> [Problem statement]: Lines from the one containing "to get current" through the final line of the records are the only ones to copy, and each must match exactly.

Stored data:
━━━━

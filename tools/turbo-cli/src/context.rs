//! CLI execution context.

use std::path::{Path, PathBuf};
use std::sync::Arc;

use anyhow::{Context as _, Result};
use turbo_auth::{AuthSession, SessionContext};
use turbo_observability::init_logging;
use turbo_storefront::{HttpStoreApi, StoreApi, StorefrontConfig};

use crate::output::Output;

const CONFIG_NAMES: [&str; 3] = ["turbo.toml", ".turbo.toml", "turbo.json"];

/// Execution context for CLI commands.
pub struct Context {
    pub config: StorefrontConfig,
    pub output: Output,
    pub session: SessionContext,
    pub api: Arc<dyn StoreApi>,
    /// A token was given at startup.
    pub had_token: bool,
}

impl Context {
    /// Load config, set up logging, and connect to the store API.
    pub async fn load(config_path: Option<&str>, token: Option<&str>, output: Output) -> Result<Self> {
        let config = match config_path {
            Some(path) => StorefrontConfig::load(path)
                .with_context(|| format!("Failed to load config from {}", path))?,
            None => {
                let cwd = std::env::current_dir().context("Failed to get current directory")?;
                match find_config(&cwd) {
                    Some(path) => StorefrontConfig::load(&path)
                        .with_context(|| format!("Failed to load config from {}", path.display()))?,
                    None => StorefrontConfig::default(),
                }
            }
        }
        .with_env_overrides();

        let mut log_config = config.logging.clone();
        if output.is_verbose() {
            log_config = log_config.verbose();
        }
        init_logging(&log_config).context("Failed to initialise logging")?;

        let session = SessionContext::new();
        let had_token = token.is_some_and(|t| !t.trim().is_empty());
        if let Some(token) = token.filter(|t| !t.trim().is_empty()) {
            session.sign_in(AuthSession::new(token)?).await;
            tracing::debug!("signed in with bearer token");
        }

        let api = HttpStoreApi::from_config(&config, session.clone())
            .context("Failed to create store API client")?;
        output.debug(&format!("Using store API at {}", config.api.base_url));

        Ok(Self {
            config,
            output,
            session,
            api: Arc::new(api),
            had_token,
        })
    }
}

/// Find a config file in `start` or any of its parents.
fn find_config(start: &Path) -> Option<PathBuf> {
    start
        .ancestors()
        .flat_map(|dir| CONFIG_NAMES.iter().map(move |name| dir.join(name)))
        .find(|path| path.is_file())
}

━━━━

> [Written response]:
                let cwd = std::env::current_dir().context("Failed to get current directory")?;
                match find_config(&cwd) {
                    Some(path) => StorefrontConfig::load(&path)
                        .with_context(|| format!("Failed to load config from {}", path.display()))?,
                    None => StorefrontConfig::default(),
                }
            }
        }
        .with_env_overrides();

        let mut log_config = config.logging.clone();
        if output.is_verbose() {
            log_config = log_config.verbose();
        }
        init_logging(&log_config).context("Failed to initialise logging")?;

        let session = SessionContext::new();
        let had_token = token.is_some_and(|t| !t.trim().is_empty());
        if let Some(token) = token.filter(|t| !t.trim().is_empty()) {
            session.sign_in(AuthSession::new(token)?).await;
            tracing::debug!("signed in with bearer token");
        }

        let api = HttpStoreApi::from_config(&config, session.clone())
            .context("Failed to create store API client")?;
        output.debug(&format!("Using store API at {}", config.api.base_url));

        Ok(Self {
            config,
            output,
            session,
            api: Arc::new(api),
            had_token,
        })
    }
}

/// Find a config file in `start` or any of its parents.
fn find_config(start: &Path) -> Option<PathBuf> {
    start
        .ancestors()
        .flat_map(|dir| CONFIG_NAMES.iter().map(move |name| dir.join(name)))
        .find(|path| path.is_file())
}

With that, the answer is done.